On December 30, 2004, we and our wholly-owned subsidiary, Audio Innovations, Inc. (“AII”), entered into a Second Amendment to Loan and Security Agreement with Congress Financial Corporation (Western) (“Congress”), as agent and lender. By this amendment, we have modified certain financial covenants and increased the borrowing base under our revolving asset-based credit facility with Congress.
Additionally, Congress waived enforcement of its rights and remedies against us and AII arising from (i) the voluntary receivership of our German subsidiary, MB Quart GmbH, disclosed in our Current Report on Form 8-K filed with the SEC on September 21, 2004 and (ii) our failure to earn the minimum EBITDA required by our revolving asset-based credit facility during the four month period ended September 30, 2004 and the five month period ended October 31, 2004.

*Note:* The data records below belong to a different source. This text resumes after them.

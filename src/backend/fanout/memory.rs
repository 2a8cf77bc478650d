//! In-process durable log
//!
//! Used in tests and when no Kafka brokers are configured; it only fans out
//! within one replica. Each partition keeps at most `retention` entries;
//! older ones are dropped and their offsets become out of range, as they do
//! on a Kafka topic after retention.

use std::sync::atomic::{AtomicBool, Ordering};
use std::sync::{Mutex, MutexGuard};
use std::time::Duration;

use async_trait::async_trait;
use tokio::sync::Notify;
use tokio::time::Instant;

use super::{DurableLog, LogError, LogRecord};
use crate::shared::chat::RoomId;

/// Entries kept per partition unless configured otherwise
pub const DEFAULT_RETENTION: usize = 10_000;

/// Most entries returned by one fetch
pub const MAX_FETCH_RECORDS: usize = 500;

#[derive(Debug, Clone, Default)]
struct Partition {
    /// Offset of `entries[0]`
    base: i64,
    entries: Vec<LogRecord>,
}

impl Partition {
    fn end(&self) -> i64 {
        self.base + self.entries.len() as i64
    }

    /// Drop entries below `offset`; returns how many were dropped
    fn truncate_before(&mut self, offset: i64) -> usize {
        let drop = (offset - self.base).clamp(0, self.entries.len() as i64) as usize;
        self.entries.drain(..drop);
        self.base += drop as i64;
        drop
    }
}

/// Vec-per-partition log with blocking fetch
pub struct MemoryLog {
    topic: String,
    partitions: Mutex<Vec<Partition>>,
    retention: usize,
    appended: Notify,
    unavailable: AtomicBool,
}

impl MemoryLog {
    pub fn new(topic: impl Into<String>, partitions: i32) -> Self {
        let count = partitions.max(1) as usize;
        Self {
            topic: topic.into(),
            partitions: Mutex::new(vec![Partition::default(); count]),
            retention: DEFAULT_RETENTION,
            appended: Notify::new(),
            unavailable: AtomicBool::new(false),
        }
    }

    /// Keep at most `max_entries` per partition
    pub fn with_retention(mut self, max_entries: usize) -> Self {
        self.retention = max_entries.max(1);
        self
    }

    /// Make subsequent appends fail with [`LogError::Unavailable`]
    pub fn set_unavailable(&self, unavailable: bool) {
        self.unavailable.store(unavailable, Ordering::SeqCst);
    }

    /// Drop the entries of `partition` below `offset`
    pub fn truncate_before(&self, partition: i32, offset: i64) -> usize {
        self.lock()
            .get_mut(partition as usize)
            .map(|p| p.truncate_before(offset))
            .unwrap_or(0)
    }

    /// Number of entries `partition` currently holds
    pub fn len(&self, partition: i32) -> usize {
        self.lock()
            .get(partition as usize)
            .map(|p| p.entries.len())
            .unwrap_or(0)
    }

    pub fn is_empty(&self) -> bool {
        self.lock().iter().all(|p| p.entries.is_empty())
    }

    fn lock(&self) -> MutexGuard<'_, Vec<Partition>> {
        self.partitions.lock().unwrap_or_else(|poisoned| poisoned.into_inner())
    }

    fn with_partition<T>(
        &self,
        partition: i32,
        f: impl FnOnce(&Partition) -> Result<T, LogError>,
    ) -> Result<T, LogError> {
        let partitions = self.lock();
        let p = partitions
            .get(partition as usize)
            .ok_or_else(|| LogError::unavailable(format!("unknown partition {partition}")))?;
        f(p)
    }

    fn read_from(&self, partition: i32, offset: i64) -> Result<Vec<LogRecord>, LogError> {
        self.with_partition(partition, |p| {
            if offset < p.base || offset > p.end() {
                return Err(LogError::OffsetOutOfRange { partition, offset });
            }
            let start = (offset - p.base) as usize;
            Ok(p.entries[start..]
                .iter()
                .take(MAX_FETCH_RECORDS)
                .cloned()
                .collect())
        })
    }
}

#[async_trait]
impl DurableLog for MemoryLog {
    fn topic(&self) -> &str {
        &self.topic
    }

    fn partitions(&self) -> i32 {
        self.lock().len() as i32
    }

    async fn append(&self, room_id: RoomId, payload: Vec<u8>) -> Result<i64, LogError> {
        if self.unavailable.load(Ordering::SeqCst) {
            return Err(LogError::unavailable("memory log marked unavailable"));
        }

        let partition = self.partition_for(room_id);
        let offset = {
            let mut partitions = self.lock();
            let p = partitions
                .get_mut(partition as usize)
                .ok_or_else(|| LogError::unavailable(format!("unknown partition {partition}")))?;
            let offset = p.end();
            p.entries.push(LogRecord {
                partition,
                offset,
                key: Some(room_id.to_string()),
                payload,
            });
            if p.entries.len() > self.retention {
                let keep_from = p.end() - self.retention as i64;
                p.truncate_before(keep_from);
            }
            offset
        };

        self.appended.notify_waiters();
        Ok(offset)
    }

    async fn fetch(
        &self,
        partition: i32,
        offset: i64,
        max_wait: Duration,
    ) -> Result<Vec<LogRecord>, LogError> {
        let deadline = Instant::now() + max_wait;
        loop {
            // Register interest before reading so an append in between is not missed
            let notified = self.appended.notified();
            tokio::pin!(notified);
            notified.as_mut().enable();

            let records = self.read_from(partition, offset)?;
            if !records.is_empty() {
                return Ok(records);
            }

            if tokio::time::timeout_at(deadline, notified).await.is_err() {
                return Ok(Vec::new());
            }
        }
    }

    async fn latest_offset(&self, partition: i32) -> Result<i64, LogError> {
        self.with_partition(partition, |p| Ok(p.end()))
    }

    async fn earliest_offset(&self, partition: i32) -> Result<i64, LogError> {
        self.with_partition(partition, |p| Ok(p.base))
    }
}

Consistent with our past practices with respect to the filing of amendments to our revolving asset-based credit facility, we will file the amendment we entered into with Congress as an exhibit to our annual report on Form 10-K for the year ended December 31, 2004.
Item 9.01. Financial Statements and Exhibits.
(c) | The following exhibits are filed herewith: |
20.1 News release of Rockford dated January 4, 2005, “Rockford Corporation Engages Morgan Joseph & Co. Inc., to Assess Strategic Alternatives for Non-Core Product Lines; Rockford Completes Amendment to its Credit Facility”.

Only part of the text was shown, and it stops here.